So, it was with some disdain I listened to a story on NPR this morning wherein economic pundits tried to explain why the market is tubing, even after the greatest two day rise in twenty one years. I heard analysts explain that the market “Was in liar phase,” and “Decoupled from the economic environment.” Now I don’t know about you, but that sounds more like a bunch of idiots trying to emulate Greenspan’s semantic gymnastics than somebody honestly trying to explain the situation to the masses…

The gist of the report focused on the supposition that the market was largely being pushed by the vagaries of “Huge multi-billion dollar hedge funds.” Bemoaning “forced sales” and margin calls, the pundits stated that “Perfectly good stocks were being sold to pay for other stuff.” Now I don’t know about you, but this kind of obfuscation genuinely pisses me off; as such, I’d like to take just a moment to go ahead and call a spade a fucking shovel…

“Liar phase,” and “Decoupled” are akin to using the word ‘Parse’ to mean ‘explain’; The fact is, ‘parse’ has a specific meaning pertaining to language usage, to dissect a phrase into its components and describe them grammatically; it is not a generic term for ‘describe’. ‘Liar phase’ means nothing, but it is a very dangerous throw away solipsism;it implies that times when the market reflects nothing but its own lack of fecundity are de rigueur and perfectly OK; fact is, they’re not, and it’s not OK. ‘Decoupled’ shouldn’t be used when one means ‘dislocated’. Decoupling implies the elimination of a relationship, not a temporary displacement; if one is implying the entire economy is in the toilet, one should say so and not employ doublespeak.

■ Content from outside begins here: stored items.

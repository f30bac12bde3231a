//! Ordered change events for a query, and the algorithms that apply them to a
//! list.

use crate::checkpoint::{self, LoadBuffer};
use crate::event::{EventFilter, ListEvent};
use crate::observable::Observable;
use crate::query::Query;
use crate::snapshot::Snapshot;
use crate::store::{ChangeSource, ChildEventKind};
use std::rc::Rc;

/// Normalizes the child callbacks of one query into a stream of
/// [`ListEvent`]s.
///
/// With `filter.loaded` set, the first event is a single
/// [`ListEvent::Loaded`] holding the query's initial contents in order; child
/// notifications that race the initial read are folded into it rather than
/// emitted. Unsubscribing detaches every store listener that is still attached.
///
/// # Examples
///
/// ```
/// use livefold::{EventFilter, ListEvent, ListEventStream, MemoryStore, Notification, Query};
/// use serde_json::json;
/// use std::cell::RefCell;
/// use std::rc::Rc;
///
/// let store = MemoryStore::new();
/// store.set("letters", json!({"a": 1, "b": 2}));
///
/// let seen = Rc::new(RefCell::new(Vec::new()));
/// let sink = seen.clone();
/// let _subscription = ListEventStream::create(store.source(), Query::new("letters"), EventFilter::default())
///     .subscribe(move |notification| {
///         if let Notification::Next(event) = notification {
///             sink.borrow_mut().push(event.kind());
///         }
///     });
/// store.flush();
/// store.set("letters/c", json!(3));
/// store.flush();
///
/// assert_eq!(*seen.borrow(), vec!["loaded", "added"]);
/// ```
pub struct ListEventStream;

impl ListEventStream {
    /// Create the event stream of `query` on `source`.
    pub fn create(
        source: Rc<dyn ChangeSource>,
        query: Query,
        filter: EventFilter,
    ) -> Observable<ListEvent> {
        checkpoint::stream::<ListBuffer>(source, query, filter)
    }
}

#[derive(Default)]
struct ListBuffer(Vec<Snapshot>);

fn snapshot_key(snapshot: &Snapshot) -> String {
    snapshot.key().to_string()
}

impl LoadBuffer for ListBuffer {
    type Event = ListEvent;

    fn added(&mut self, snapshot: Snapshot, preceding_key: Option<&str>) {
        on_added(&mut self.0, snapshot, preceding_key, snapshot_key);
    }

    fn changed(&mut self, snapshot: Snapshot, preceding_key: Option<&str>) {
        on_changed(&mut self.0, snapshot, preceding_key, snapshot_key);
    }

    fn removed(&mut self, snapshot: &Snapshot) {
        on_removed(&mut self.0, snapshot.key(), snapshot_key);
    }

    fn contains(&self, key: &str) -> bool {
        self.0.iter().any(|snapshot| snapshot.key() == key)
    }

    fn into_loaded(self) -> ListEvent {
        ListEvent::Loaded { list: self.0 }
    }

    fn child_event(
        kind: ChildEventKind,
        snapshot: Snapshot,
        preceding_key: Option<String>,
    ) -> ListEvent {
        match kind {
            ChildEventKind::Added => ListEvent::Added {
                snapshot,
                preceding_key,
            },
            ChildEventKind::Changed => ListEvent::Changed {
                snapshot,
                preceding_key,
            },
            ChildEventKind::Removed => ListEvent::Removed { snapshot },
        }
    }
}

/// Insert `element` right after the element keyed `preceding_key`, or at the
/// head when `preceding_key` is `None`.
///
/// A `preceding_key` that names no element also inserts at the head.
///
/// ```
/// use livefold::list_event::on_added;
///
/// let key = |s: &&str| s.to_string();
/// let mut list = vec!["a", "c"];
/// on_added(&mut list, "b", Some("a"), key);
/// on_added(&mut list, "_", None, key);
/// assert_eq!(list, ["_", "a", "b", "c"]);
/// ```
pub fn on_added<T>(
    elements: &mut Vec<T>,
    element: T,
    preceding_key: Option<&str>,
    key_of: impl Fn(&T) -> String,
) {
    let index = match preceding_key {
        None => 0,
        Some(preceding) => match elements.iter().position(|e| key_of(e) == preceding) {
            Some(found) => found + 1,
            None => {
                log::warn!("preceding key '{preceding}' not found, inserting at head");
                0
            }
        },
    };
    elements.insert(index, element);
}

/// Move the element with `element`'s key to the position implied by
/// `preceding_key`, replacing its value.
pub fn on_changed<T>(
    elements: &mut Vec<T>,
    element: T,
    preceding_key: Option<&str>,
    key_of: impl Fn(&T) -> String,
) {
    let key = key_of(&element);
    elements.retain(|e| key_of(e) != key);
    on_added(elements, element, preceding_key, key_of);
}

/// Drop the element keyed `key`. Returns `true` if one was dropped.
pub fn on_removed<T>(elements: &mut Vec<T>, key: &str, key_of: impl Fn(&T) -> String) -> bool {
    let before = elements.len();
    elements.retain(|e| key_of(e) != key);
    elements.len() != before
}

/// Select every snapshot of a `Loaded` event, keeping their order.
pub fn on_loaded<T>(snapshots: &[Snapshot], selector: impl Fn(&Snapshot) -> T) -> Vec<T> {
    snapshots.iter().map(selector).collect()
}
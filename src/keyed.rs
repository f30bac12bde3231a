//! Values paired with the key they were read from, and the default selectors.

use crate::snapshot::Snapshot;
use serde::{Deserialize, Deserializer, Serialize, Serializer};
use serde_json::{Map, Value};

const KEY_FIELD: &str = "$key";
const VALUE_FIELD: &str = "$value";

/// A node's value tagged with its key.
///
/// Serialized the way list elements are usually consumed: objects gain a
/// `$key` field next to their own fields, anything else is wrapped as
/// `{"$key": ..., "$value": ...}`.
///
/// # Examples
///
/// ```
/// use livefold::KeyedValue;
/// use serde_json::json;
///
/// let primitive = KeyedValue::new("a", json!(1));
/// assert_eq!(primitive.to_json(), json!({"$key": "a", "$value": 1}));
///
/// let composite = KeyedValue::new("b", json!({"name": "bee"}));
/// assert_eq!(composite.to_json(), json!({"$key": "b", "name": "bee"}));
///
/// let back = KeyedValue::from_json(json!({"$key": "b", "name": "bee"})).unwrap();
/// assert_eq!(back, composite);
/// ```
#[derive(Debug, Clone, PartialEq)]
pub struct KeyedValue {
    /// Key of the node the value was read from.
    pub key: String,
    /// The node's value, `null` if it did not exist.
    pub value: Value,
}

impl KeyedValue {
    /// Pair `value` with `key`.
    pub fn new(key: impl Into<String>, value: Value) -> Self {
        KeyedValue {
            key: key.into(),
            value,
        }
    }

    /// The key the value was read from.
    pub fn key(&self) -> &str {
        &self.key
    }

    /// Drop the key, returning the bare value.
    pub fn into_value(self) -> Value {
        self.value
    }

    /// Render as a single JSON value carrying `$key` (and `$value` for
    /// non-objects).
    pub fn to_json(&self) -> Value {
        let mut fields = Map::new();
        fields.insert(KEY_FIELD.to_string(), Value::String(self.key.clone()));
        match &self.value {
            Value::Object(object) => {
                for (name, value) in object {
                    fields.insert(name.clone(), value.clone());
                }
            }
            other => {
                fields.insert(VALUE_FIELD.to_string(), other.clone());
            }
        }
        Value::Object(fields)
    }

    /// Parse the shape produced by [`KeyedValue::to_json`].
    ///
    /// Returns `None` if `json` is not an object with a string `$key`.
    pub fn from_json(json: Value) -> Option<Self> {
        let Value::Object(mut fields) = json else {
            return None;
        };
        let key = match fields.remove(KEY_FIELD)? {
            Value::String(key) => key,
            _ => return None,
        };
        let value = match fields.remove(VALUE_FIELD) {
            Some(value) => value,
            None => Value::Object(fields),
        };
        Some(KeyedValue { key, value })
    }
}

impl Serialize for KeyedValue {
    fn serialize<S: Serializer>(&self, serializer: S) -> Result<S::Ok, S::Error> {
        self.to_json().serialize(serializer)
    }
}

impl<'de> Deserialize<'de> for KeyedValue {
    fn deserialize<D: Deserializer<'de>>(deserializer: D) -> Result<Self, D::Error> {
        let json = Value::deserialize(deserializer)?;
        KeyedValue::from_json(json)
            .ok_or_else(|| serde::de::Error::custom("expected an object with a string `$key`"))
    }
}

/// Default list element selector: the snapshot's value tagged with its key.
pub fn select_keyed_value(snapshot: &Snapshot) -> KeyedValue {
    KeyedValue::new(snapshot.key(), snapshot.value().clone())
}

/// Default element key selector for [`KeyedValue`] elements.
pub fn select_key(value: &KeyedValue) -> String {
    value.key.clone()
}

/// Default map value selector: the snapshot's bare value.
pub fn select_value(snapshot: &Snapshot) -> Value {
    snapshot.value().clone()
}
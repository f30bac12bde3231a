//! Live collections folded from event streams.

use crate::error::{Error, Result};
use crate::event::{EventFilter, ListEvent, MapEvent};
use crate::list_event::{self, ListEventStream};
use crate::map_event::{self, MapEventStream};
use crate::observable::{Notification, Observable, Subscriber};
use crate::query::Query;
use crate::snapshot::Snapshot;
use crate::store::ChangeSource;
use std::cell::RefCell;
use std::collections::BTreeMap;
use std::rc::Rc;

/// Turns a snapshot into an element.
pub type Selector<T> = Rc<dyn Fn(&Snapshot) -> T>;

/// Extracts the identity of an element.
pub type KeySelector<T> = Rc<dyn Fn(&T) -> String>;

/// Fold one list event into the current elements.
///
/// Reducers take owned state and return owned state, so a view can move its
/// accumulator through them without cloning.
pub fn reduce_list<T>(
    mut elements: Vec<T>,
    event: ListEvent,
    value_selector: &dyn Fn(&Snapshot) -> T,
    key_selector: &dyn Fn(&T) -> String,
) -> Vec<T> {
    match event {
        ListEvent::Loaded { list } => list_event::on_loaded(&list, value_selector),
        ListEvent::Added {
            snapshot,
            preceding_key,
        } => {
            list_event::on_added(
                &mut elements,
                value_selector(&snapshot),
                preceding_key.as_deref(),
                key_selector,
            );
            elements
        }
        ListEvent::Changed {
            snapshot,
            preceding_key,
        } => {
            list_event::on_changed(
                &mut elements,
                value_selector(&snapshot),
                preceding_key.as_deref(),
                key_selector,
            );
            elements
        }
        ListEvent::Removed { snapshot } => {
            list_event::on_removed(&mut elements, snapshot.key(), key_selector);
            elements
        }
    }
}

/// Fold one map event into the current entries.
pub fn reduce_map<T>(
    mut entries: BTreeMap<String, T>,
    event: MapEvent,
    value_selector: &dyn Fn(&Snapshot) -> T,
) -> BTreeMap<String, T> {
    match event {
        MapEvent::Loaded { map } => map
            .iter()
            .map(|(key, snapshot)| (key.clone(), value_selector(snapshot)))
            .collect(),
        MapEvent::Added { snapshot } | MapEvent::Changed { snapshot } => {
            map_event::on_upserted(&mut entries, snapshot.key(), value_selector(&snapshot));
            entries
        }
        MapEvent::Removed { snapshot } => {
            map_event::on_deleted(&mut entries, snapshot.key());
            entries
        }
    }
}

/// Run `events` through `reduce`, emitting the accumulated state after every
/// event.
fn fold<E, S>(events: Observable<E>, reduce: impl Fn(S, E) -> S + 'static) -> Observable<S>
where
    E: 'static,
    S: Clone + Default + 'static,
{
    let reduce = Rc::new(reduce);
    Observable::new(move |downstream: &Subscriber<S>| {
        let state = Rc::new(RefCell::new(S::default()));
        let reduce = reduce.clone();
        let sink = downstream.clone();
        let upstream = events.subscribe(move |notification| match notification {
            Notification::Next(event) => {
                let next = {
                    let mut state = state.borrow_mut();
                    let current = std::mem::take(&mut *state);
                    *state = reduce(current, event);
                    (*state).clone()
                };
                sink.next(next);
            }
            Notification::Error(error) => sink.error(error),
            Notification::Complete => sink.complete(),
        });
        downstream.add_subscription(upstream);
    })
}

/// A live, ordered list of the children of a query.
///
/// Emits the whole list once the query has loaded and again after every
/// addition, change or removal.
pub struct ListView;

impl ListView {
    pub fn create<T: Clone + 'static>(
        source: Rc<dyn ChangeSource>,
        query: Query,
        value_selector: impl Fn(&Snapshot) -> T + 'static,
        key_selector: impl Fn(&T) -> String + 'static,
    ) -> Observable<Vec<T>> {
        let value_selector: Selector<T> = Rc::new(value_selector);
        let key_selector: KeySelector<T> = Rc::new(key_selector);
        let events = ListEventStream::create(source, query, EventFilter::default());
        fold(events, move |elements, event| {
            reduce_list(elements, event, &*value_selector, &*key_selector)
        })
    }
}

/// A live map of the children of a query, by key.
pub struct MapView;

impl MapView {
    pub fn create<T: Clone + 'static>(
        source: Rc<dyn ChangeSource>,
        query: Query,
        value_selector: impl Fn(&Snapshot) -> T + 'static,
    ) -> Observable<BTreeMap<String, T>> {
        let value_selector: Selector<T> = Rc::new(value_selector);
        let events = MapEventStream::create(source, query, EventFilter::default());
        fold(events, move |entries, event| {
            reduce_map(entries, event, &*value_selector)
        })
    }
}

/// The live value of a query as a whole.
///
/// Emits the current value on subscription and again whenever it changes.
pub struct ValueView;

impl ValueView {
    pub fn create<T: 'static>(
        source: Rc<dyn ChangeSource>,
        query: Query,
        selector: impl Fn(&Snapshot) -> T + 'static,
    ) -> Observable<T> {
        let selector: Selector<T> = Rc::new(selector);
        Observable::new(move |subscriber: &Subscriber<T>| {
            let sink = subscriber.clone();
            let selector = selector.clone();
            let unlisten = source.on_value(
                &query,
                Box::new(move |result: Result<Option<Snapshot>>| match result {
                    Ok(Some(snapshot)) => sink.next(selector(&snapshot)),
                    Ok(None) => sink.error(Error::NullSnapshot),
                    Err(error) => sink.error(error),
                }),
            );
            subscriber.add(unlisten);
        })
    }
}
mod common;

use common::record;
use livefold::{Database, Info, InfoView, MemoryStore, INFO_PATH};
use serde_json::json;
use std::time::{Duration, SystemTime};

fn connected(offset: Option<f64>) -> Info {
    Info {
        connected: true,
        server_time_offset: offset,
    }
}

#[test]
fn test_info_follows_connection_state() {
    let store = MemoryStore::new();
    store.set(INFO_PATH, json!({"connected": false}));
    let database = Database::new(store.source());
    let recorder = record(&database.info());
    store.flush();

    store.set(".info/connected", json!(true));
    store.flush();
    store.set(".info/serverTimeOffset", json!(-250));
    store.flush();

    assert_eq!(
        recorder.values(),
        vec![Info::default(), connected(None), connected(Some(-250.0))]
    );
    assert!(recorder.error().is_none());
}

#[test]
fn test_missing_or_malformed_info_reads_as_disconnected() {
    let store = MemoryStore::new();
    let recorder = record(&InfoView::create(store.source()));
    store.flush();
    store.set(INFO_PATH, json!({"connected": "yes"}));
    store.flush();

    assert_eq!(recorder.values(), vec![Info::default(), Info::default()]);
    assert!(recorder.error().is_none());
}

#[test]
fn test_server_time_applies_offset() {
    assert_eq!(Info::default().server_time(), None);

    let ahead = connected(Some(60_000.0)).server_time().unwrap();
    assert!(ahead > SystemTime::now() + Duration::from_secs(30));

    let behind = connected(Some(-60_000.0)).server_time().unwrap();
    assert!(behind < SystemTime::now() - Duration::from_secs(30));
}

#[test]
fn test_info_from_json() {
    let info: Info =
        serde_json::from_value(json!({"connected": true, "serverTimeOffset": 12})).unwrap();
    assert_eq!(info, connected(Some(12.0)));
    assert_eq!(
        serde_json::to_value(Info::default()).unwrap(),
        json!({"connected": false})
    );
}

#[test]
fn test_unsubscribe_detaches_info() {
    let store = MemoryStore::new();
    let mut recorder = record(&InfoView::create(store.source()));
    store.flush();
    assert_eq!(store.listener_count(), 1);

    recorder.unsubscribe();
    assert_eq!(store.listener_count(), 0);
}
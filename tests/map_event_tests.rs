mod common;

use common::record;
use livefold::map_event::{on_deleted, on_upserted};
use livefold::{
    ChildEventKind, ChildNotification, Error, EventFilter, MapEvent, MapEventStream, MemoryStore,
    Notification, Query, Snapshot,
};
use serde_json::json;
use std::collections::BTreeMap;

fn fruit() -> MemoryStore {
    let store = MemoryStore::new();
    store.set("fruit", json!({"apple": 3, "banana": 5}));
    store
}

fn loaded(entries: &[(&str, i64)]) -> MapEvent {
    MapEvent::Loaded {
        map: entries
            .iter()
            .map(|(key, value)| (key.to_string(), Snapshot::new(*key, json!(value))))
            .collect(),
    }
}

#[test]
fn test_loaded_then_changes() {
    let store = fruit();
    let recorder = record(&MapEventStream::create(
        store.source(),
        Query::new("fruit"),
        EventFilter::default(),
    ));
    store.flush();
    store.set("fruit/cherry", json!(7));
    store.flush();
    store.set("fruit/apple", json!(4));
    store.flush();
    store.remove("fruit/banana");
    store.flush();

    assert_eq!(
        recorder.values(),
        vec![
            loaded(&[("apple", 3), ("banana", 5)]),
            MapEvent::Added {
                snapshot: Snapshot::new("cherry", json!(7)),
            },
            MapEvent::Changed {
                snapshot: Snapshot::new("apple", json!(4)),
            },
            MapEvent::Removed {
                snapshot: Snapshot::new("banana", json!(5)),
            },
        ]
    );
}

#[test]
fn test_loaded_with_deferred_read() {
    let store = fruit();
    store.defer_reads(true);
    let recorder = record(&MapEventStream::create(
        store.source(),
        Query::new("fruit"),
        EventFilter::default(),
    ));
    store.remove("fruit/apple");
    store.flush();

    assert_eq!(recorder.values(), vec![loaded(&[("banana", 5)])]);
}

#[test]
fn test_loaded_only_completes() {
    let store = fruit();
    let recorder = record(&MapEventStream::create(
        store.source(),
        Query::new("fruit"),
        EventFilter::loaded_only(),
    ));
    store.flush();

    assert_eq!(
        recorder.notifications(),
        vec![
            Notification::Next(loaded(&[("apple", 3), ("banana", 5)])),
            Notification::Complete
        ]
    );
    assert_eq!(store.listener_count(), 0);
}

#[test]
fn test_changes_only() {
    let store = fruit();
    let recorder = record(&MapEventStream::create(
        store.source(),
        Query::new("fruit"),
        EventFilter::none().with_changed(),
    ));
    store.flush();
    assert!(recorder.values().is_empty());

    store.update("fruit", json!({"apple": 1, "banana": null}));
    store.flush();

    assert_eq!(
        recorder.values(),
        vec![MapEvent::Changed {
            snapshot: Snapshot::new("apple", json!(1)),
        }]
    );
    assert_eq!(store.listener_count(), 1);
}

#[test]
fn test_missing_snapshot_is_a_protocol_violation() {
    let store = fruit();
    let recorder = record(&MapEventStream::create(
        store.source(),
        Query::new("fruit"),
        EventFilter::default(),
    ));
    store.flush();
    store.inject(
        "fruit",
        ChildEventKind::Removed,
        ChildNotification {
            snapshot: None,
            preceding_key: None,
        },
    );
    store.flush();

    assert_eq!(recorder.error(), Some(Error::NullSnapshot));
    assert_eq!(store.listener_count(), 0);
}

#[test]
fn test_unsubscribe_detaches_every_listener() {
    let store = fruit();
    let mut recorder = record(&MapEventStream::create(
        store.source(),
        Query::new("fruit"),
        EventFilter::default(),
    ));
    store.flush();
    recorder.unsubscribe();
    assert_eq!(store.listener_count(), 0);
}

#[test]
fn test_map_helpers() {
    let mut map = BTreeMap::new();
    on_upserted(&mut map, "a", 1);
    on_upserted(&mut map, "a", 2);
    on_upserted(&mut map, "b", 3);
    assert_eq!(map.get("a"), Some(&2));
    assert!(on_deleted(&mut map, "b"));
    assert!(!on_deleted(&mut map, "b"));
    assert_eq!(map.len(), 1);
}
//! Realtime paging: loaded pages stay in sync with the store.
//!
//! Every page keeps an added-listener on its own window, so elements that
//! enter a page after it loaded are inserted there. Changes and removals are
//! watched once, on the unlimited base query, and applied across all pages.
//!
//! Pages hold their entries in query order; reverse lists flip each page when
//! emitting.

use super::{Cursor, Entry, PageQueue, Pager};
use crate::event::{EventFilter, ListEvent};
use crate::list_event::ListEventStream;
use crate::observable::{Notification, Observable, Subscriber, Subscription};
use crate::snapshot::Snapshot;
use crate::store::ChangeSource;
use std::cell::RefCell;
use std::collections::{HashMap, HashSet};
use std::rc::Rc;

struct Page<T> {
    index: usize,
    /// The cursor the page was requested with.
    cursor: Option<Cursor>,
    entries: Vec<Entry<T>>,
    loaded_empty: bool,
}

impl<T> Page<T> {
    fn position(&self, key: &str) -> Option<usize> {
        self.entries.iter().position(|entry| entry.key == key)
    }
}

struct State<T> {
    queue: PageQueue,
    /// Loaded pages, by request index.
    pages: Vec<Page<T>>,
    page_subscriptions: HashMap<usize, Subscription>,
    detached: HashSet<usize>,
    base_subscriptions: Vec<Subscription>,
    signal: Option<Subscription>,
    requesting: bool,
    cancelled: bool,
}

enum Outcome<T> {
    Emit(Vec<T>),
    Detach(Option<Subscription>),
    Ignore,
}

struct Realtime<T> {
    source: Rc<dyn ChangeSource>,
    pager: Rc<Pager<T>>,
    subscriber: Subscriber<Vec<T>>,
    state: RefCell<State<T>>,
}

pub(super) fn list<T, S>(
    source: Rc<dyn ChangeSource>,
    pager: Rc<Pager<T>>,
    load_more: Observable<S>,
) -> Observable<Vec<T>>
where
    T: Clone + 'static,
    S: 'static,
{
    Observable::new(move |subscriber: &Subscriber<Vec<T>>| {
        let list = Rc::new(Realtime {
            source: source.clone(),
            pager: pager.clone(),
            subscriber: subscriber.clone(),
            state: RefCell::new(State {
                queue: PageQueue::new(),
                pages: Vec::new(),
                page_subscriptions: HashMap::new(),
                detached: HashSet::new(),
                base_subscriptions: Vec::new(),
                signal: None,
                requesting: false,
                cancelled: false,
            }),
        });
        let teardown = list.clone();
        subscriber.add(move || teardown.cancel());

        list.watch_base();

        let weak = Rc::downgrade(&list);
        let sink = subscriber.clone();
        let signal = load_more.subscribe(move |notification| match notification {
            Notification::Next(_) => {
                if let Some(list) = weak.upgrade() {
                    list.request();
                }
            }
            Notification::Error(error) => sink.error(error),
            Notification::Complete => {}
        });
        let rejected = {
            let mut state = list.state.borrow_mut();
            if state.cancelled {
                Some(signal)
            } else {
                state.signal = Some(signal);
                None
            }
        };
        drop(rejected);
    })
}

The fact is, the last time the market did not reflect reality this badly was in ’29, and that’s not good, but if that is in fact the case then let’s bloody say so and get after it; being cute analyzes and explains nothing…

Now as for hedge funds; do you know what they are? If you say yes, I think you’re fooling yourself; what we know is what the media tells us they are. Most folks think of a hedge fund as a little exclusive club of the super-rich, designed to make them more so. Yet if these analysts are firing off statements about “Multi-billion dollar hedge funds,” messing up the whole market, how small and exclusive are they? Forbes magazine alternately described hedge funds as, “The sleaziest show on earth… A business rife with exorbitant fees, phony numbers and outright thievery.” Now that floats my boat higher than that other balderdash… Mark my words, friends and neighbors; something that’s only been around for maybe a dozen years that has such a pervasive reach is to be feared and squashed, not admired and encouraged.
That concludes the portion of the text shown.